Re: [PATCH bpf v3 1/2] bpf: fix wrong copied_seq calculation

From: Jiayuan Chen
Date: Tue Dec 24 2024 - 02:18:28 EST


On Mon, Dec 23, 2024 at 11:57:58PM +0800, Jakub Sitnicki wrote:
> On Mon, Dec 23, 2024 at 09:57 PM +01, Jakub Sitnicki wrote:
> > On Thu, Dec 19, 2024 at 05:30 PM +08, Jiayuan Chen wrote:
> >> Currently, not all modules using strparser have issues with
> >> copied_seq miscalculation. The issue exists mainly with
> >> bpf::sockmap + strparser because bpf::sockmap implements a
> >> proprietary read interface for user-land: tcp_bpf_recvmsg_parser().
> >>
> >> Both this and strp_recv->tcp_read_sock update copied_seq, leading
> >> to errors.
> >>
> >> This is why I rewrote the tcp_read_sock() interface specifically for
> >> bpf::sockmap.
> >
> > All right. Looks like reusing read_skb is not going to pan out.
> >
> > But I think we should not give up just yet. It's easy to add new code.
> >
> > We can try to break up and parametrize tcp_read_sock - if other
> > maintainers are not against it.
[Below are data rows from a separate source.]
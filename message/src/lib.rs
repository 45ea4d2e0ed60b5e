//! Wire messages the miner driver needs to hand off a mined block. The
//! full P2P message set (version handshake, inventory, getdata, ...) is
//! the network layer's concern and out of scope here — this crate only
//! carries the one message the assembler's submission path produces.

use duskcoin_chain::Block;
use duskcoin_serialization::{Serializable, Stream};

/// Announces a newly produced block to the rest of the network, sent by
/// the miner driver after `ConsensusCollaborator::process_new_block`
/// accepts a mined template.
#[derive(Clone, Debug, PartialEq)]
pub struct BlockAnnouncement {
    pub block: Block,
}

impl Serializable for BlockAnnouncement {
    fn serialize(&self, stream: &mut Stream) {
        stream.append(&self.block);
    }
}

#[cfg(test)]
mod tests {
    use super::*;
    use duskcoin_chain::BlockHeader;

    #[test]
    fn announcement_serializes_the_whole_block() {
        let announcement = BlockAnnouncement {
            block: Block::new(BlockHeader::default(), Vec::new()),
        };
        let mut stream = Stream::new();
        stream.append(&announcement);
        assert!(!stream.out().is_empty());
    }
}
Does something like this work for you?
> >
> > https://github.com/jsitnicki/linux/commits/review/stp-copied_seq/idea-2/
>
> Actually it reads better if we just add early bailout to tcp_read_sock:
>
> https://github.com/jsitnicki/linux/commits/review/stp-copied_seq/idea-2.1/
>
> ---8<---
> diff --git a/net/ipv4/tcp.c b/net/ipv4/tcp.c
> index 6a07d98017f7..6564ea3b6cd4 100644
> --- a/net/ipv4/tcp.c
> +++ b/net/ipv4/tcp.c
> @@ -1565,12 +1565,13 @@ EXPORT_SYMBOL(tcp_recv_skb);
> * or for 'peeking' the socket using this routine
> * (although both would be easy to implement).
> */
> -int tcp_read_sock(struct sock *sk, read_descriptor_t *desc,
> - sk_read_actor_t recv_actor)
> +static inline int __tcp_read_sock(struct sock *sk, read_descriptor_t *desc,
> + sk_read_actor_t recv_actor, bool noack,
> + u32 *copied_seq)
> {
> struct sk_buff *skb;
> struct tcp_sock *tp = tcp_sk(sk);
> - u32 seq = tp->copied_seq;
> + u32 seq = *copied_seq;
> u32 offset;
> int copied = 0;
>
> @@ -1624,9 +1625,12 @@ int tcp_read_sock(struct sock *sk, read_descriptor_t *desc,
> tcp_eat_recv_skb(sk, skb);
> if (!desc->count)
> break;
> - WRITE_ONCE(tp->copied_seq, seq);
> + WRITE_ONCE(*copied_seq, seq);
> }
> - WRITE_ONCE(tp->copied_seq, seq);
> + WRITE_ONCE(*copied_seq, seq);
> +
> + if (noack)
> + goto out;
>
> tcp_rcv_space_adjust(sk);
>
> @@ -1635,10 +1639,25 @@ int tcp_read_sock(struct sock *sk, read_descriptor_t *desc,
> tcp_recv_skb(sk, seq, &offset);
> tcp_cleanup_rbuf(sk, copied);
> }
> +out:
> return copied;
> }
> +
> +int tcp_read_sock(struct sock *sk, read_descriptor_t *desc,
> + sk_read_actor_t recv_actor)
> +{
> + return __tcp_read_sock(sk, desc, recv_actor, false,
> + &tcp_sk(sk)->copied_seq);
> +}
> EXPORT_SYMBOL(tcp_read_sock);
>
> +int tcp_read_sock_noack(struct sock *sk, read_descriptor_t *desc,
> + sk_read_actor_t recv_actor, u32 *copied_seq)
> +{
> + return __tcp_read_sock(sk, desc, recv_actor, true, copied_seq);
> +}
> +EXPORT_SYMBOL(tcp_read_sock_noack);
> +
> int tcp_read_skb(struct sock *sk, skb_read_actor_t recv_actor)
> {
> struct sk_buff *skb;

This modification definitely reduces code duplication and makes it more
elegant compared to my previous idea. Also If we want to avoid modifying
the strp code and not introduce new ops, perhaps we could revert to the
simplest solution:
'''
void sk_psock_start_strp(struct sock *sk, struct sk_psock *psock)
{
...
sk->sk_data_ready = sk_psock_strp_data_ready;
/* Replacement */
psock->saved_read_sock = sk->sk_socket->ops->read_sock;
sk->sk_socket->ops->read_sock = tcp_read_sock_noack;
}
'''
If acceptable, I can incorporate this approach in the next patch version.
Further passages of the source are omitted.